Coast Guard commandant John B. Hayes recommended yesterday that civil action be taken against the pilot of the Argentinian freighter that collided with the cutter Cuyahoga last fall, killing 11 of the cutter's crewmen.
Pilott John P. Hamill of Baltimore, Hayes said, failed to sound a danger signal as required by maritime law until the two ships were in "the jaws of collision."
It is possible that the collision could have been avoided" had Hamill sounded the signal in time, according to the final Coast Guard report on the Oct. 20 collision in the Chesapeake Bay.
Hamill declined to comment on the report yesterday, but his attorney said the Coast Guard's evaluation was "totally wrong."

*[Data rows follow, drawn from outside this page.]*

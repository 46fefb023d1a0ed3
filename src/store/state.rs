use crate::model::Post;
use std::sync::Arc;

/// Where a store sits in its lifecycle.
///
/// `Uninitialized -> Loading -> {Ready, Errored}`. After the first applied fetch
/// the store moves between `Ready` and `Errored` on every later one; reload
/// fetches do not pass back through `Loading`.
#[derive(Debug, Clone, Copy, PartialEq, Eq)]
pub enum StorePhase {
    Uninitialized,
    Loading,
    Ready,
    Errored,
}

/// The observable state of a posts store.
///
/// A `PostsState` is a cheap, immutable view: the snapshot sits behind an
/// `Arc`, so cloning it never copies posts. Only the store's actor produces new
/// values.
#[derive(Debug, Clone, PartialEq)]
pub struct PostsState {
    posts: Arc<[Post]>,
    loading: bool,
    error: Option<String>,
    phase: StorePhase,
    revision: u64,
}

impl Default for PostsState {
    fn default() -> Self {
        Self {
            posts: Arc::from(Vec::<Post>::new()),
            loading: true,
            error: None,
            phase: StorePhase::Uninitialized,
            revision: 0,
        }
    }
}

impl PostsState {
    /// Current snapshot, in the order the server sent it.
    pub fn posts(&self) -> &[Post] {
        &self.posts
    }

    /// Shared handle to the snapshot.
    pub fn snapshot(&self) -> Arc<[Post]> {
        Arc::clone(&self.posts)
    }

    /// True until the first fetch attempt has been applied.
    pub fn is_loading(&self) -> bool {
        self.loading
    }

    /// Message of the most recent applied failure. Cleared by a later success.
    pub fn error(&self) -> Option<&str> {
        self.error.as_deref()
    }

    pub fn phase(&self) -> StorePhase {
        self.phase
    }

    /// Sequence number of the fetch whose outcome is applied, 0 before any.
    pub fn revision(&self) -> u64 {
        self.revision
    }

    /// First post with the given slug.
    pub fn get_post(&self, slug: &str) -> Option<&Post> {
        self.posts.iter().find(|post| post.slug == slug)
    }

    pub(crate) fn begin_loading(&mut self) -> bool {
        if self.phase != StorePhase::Uninitialized {
            return false;
        }
        self.phase = StorePhase::Loading;
        true
    }

    pub(crate) fn apply_success(&mut self, revision: u64, posts: Vec<Post>) {
        self.posts = Arc::from(posts);
        self.error = None;
        self.finish(revision, StorePhase::Ready);
    }

    pub(crate) fn apply_failure(&mut self, revision: u64, message: String) {
        self.error = Some(message);
        self.finish(revision, StorePhase::Errored);
    }

    fn finish(&mut self, revision: u64, phase: StorePhase) {
        self.revision = revision;
        self.loading = false;
        self.phase = phase;
    }
}
//! # Posts Store
//!
//! > **A live, server-synchronised cache of blog posts.**
//!
//! The store loads the post collection from `/api/posts`, listens on the
//! `/api/reload` event stream, and swaps in a fresh snapshot every time the
//! server announces a change. Any number of readers can look at the current
//! snapshot at any time.
//!
//! ## 🏗️ Design
//!
//! ### One Writer, Many Readers
//! A [`PostsActor`](store::PostsActor) runs in its own Tokio task and is the
//! only code that writes state. It publishes whole [`PostsState`](store::PostsState)
//! values on a `watch` channel; readers borrow the latest one without going
//! through the actor.
//!
//! ### Stale-but-Available
//! A failed refresh never blanks out content. The previous snapshot stays,
//! and the error slot explains what went wrong. The next successful fetch
//! clears it.
//!
//! ### Ordered Application
//! Fetches may overlap, for example when a reload arrives while the initial
//! fetch is still running. Each fetch is numbered, and an outcome is applied
//! only if nothing newer has been applied already.
//!
//! ## 🗺️ Module Tour
//!
//! ### 1. The Engine ([`store`])
//! - **Role**: owns the snapshot, loading flag and error slot; lifecycle
//!   (`new`/`init`/`dispose`); reads and subscriptions.
//! - **Key items**: [`PostsStore`](store::PostsStore), [`PostsActor`](store::PostsActor),
//!   [`PostsClient`](store::PostsClient).
//!
//! ### 2. The Collaborators ([`source`], [`reload`])
//! - **Role**: async traits for "fetch all posts" and "follow the reload
//!   stream", with `reqwest` implementations.
//! - **Key items**: [`PostsSource`](source::PostsSource), [`ReloadSource`](reload::ReloadSource),
//!   [`ReloadListener`](reload::ReloadListener).
//!
//! ### 3. The Orchestrator ([`lifecycle`], [`config`])
//! - **Role**: builds a production store from a [`StoreConfig`](config::StoreConfig)
//!   and sets up tracing.
//! - **Key items**: [`PostsSystem`](lifecycle::PostsSystem), [`setup_tracing`](lifecycle::setup_tracing).
//!
//! ### 4. The Data ([`model`])
//! - [`Post`](model::Post) and [`PostMetadata`](model::PostMetadata), exactly as
//!   served.
//!
//! ## 🧪 Testing
//!
//! The [`mock`] module provides expectation-driven doubles for both
//! collaborators, so a real store can be exercised without a server.
//!
//! ## 🚀 Quick Start
//!
//! ```bash
//! # Follow a local blog server
//! RUST_LOG=info cargo run -- --base-url http://localhost:8080
//! ```

pub mod config;
pub mod lifecycle;
pub mod mock;
pub mod model;
pub mod reload;
pub mod source;
pub mod store;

While the report placed most of the blame for the collision on the Cuyahoga's skipper, Chief Warrant Officer Donald K. Robinson, Hayes said the 29-year-old Hamill should be cited for "his part in the casualty."
The fatal collision occurred about 9 o'clock on a clear night when Robinson -- mistaking the freighter's lights for those of small fishing vessel - turned left into the path of the oncoming freighter.
During Marine Board of Inquiry hearings into the collision, Hamill maintained that his ship was the "privileged vessel" according to nautical "rules of the road" and that his duty, under law, was to maintain course and speed.
But yesterday's report said neither vessel was privileged in the situation.
Hayes said he has directed the commander of the Coast Guard's 5th District in Portsmouth, Rear Adm. Thomas T. Wetmore, to initiate civil action against Hamill. A 5th District spokesman said yesterday the order had not yet been received.
If found guilty of negligence in the collision, Hamill would be subject to a maximum fine of $500 under the civil penalty provision of the Coast Guard Boat Safety Act.
"My position," said Hamill's Baltimore attorney, David Owen, "is that Hamill sounded the proper signals under the circumstances."
It was clear how the proposed action might effect Hamill's pilot's license, Owen said, adding, "No pilot wants any black mark on any of his records."
Robinsion, 47, was originally charged with involuntary manslaughter, destruction of government property and negligently hazarding a vessel, but Hayes recently agreed to drop the first two charges.
Court-martial proceedings on the third charge against Robinson will resume in several weeks, the Coast Guard said yesterday.
If convicted, Robinson could face two years of hard labor and a dishonorable discharge.
"The reason why Robinson failed to properly identify the navigation lights" of the freighter Santa Cruz II, or "comprehend that both vessels were in a meeting situation cannot be positively determined," Hayes said in yesterday's report. While medical reports indicate that Robinson may have been suffering from a respiratory ailment at the time of collision, "the effect of his medical condition upon his performance cannot be established," the report said.
So far, Robinson has refused to testify about his part in the casualty.
In a statement given to investigations shortly after the collision and entered as evidence before the board, Robinson said he mistook the freighter for a small fishing vessel traveling in the same direction as the Cuyahoga.
Hayes agreed with that assessment yesterday in blaming Robinson.
"While the board was able to determine how this casualty occurred," the report stated," many questions as to why it occurred can only be answered by Robinson."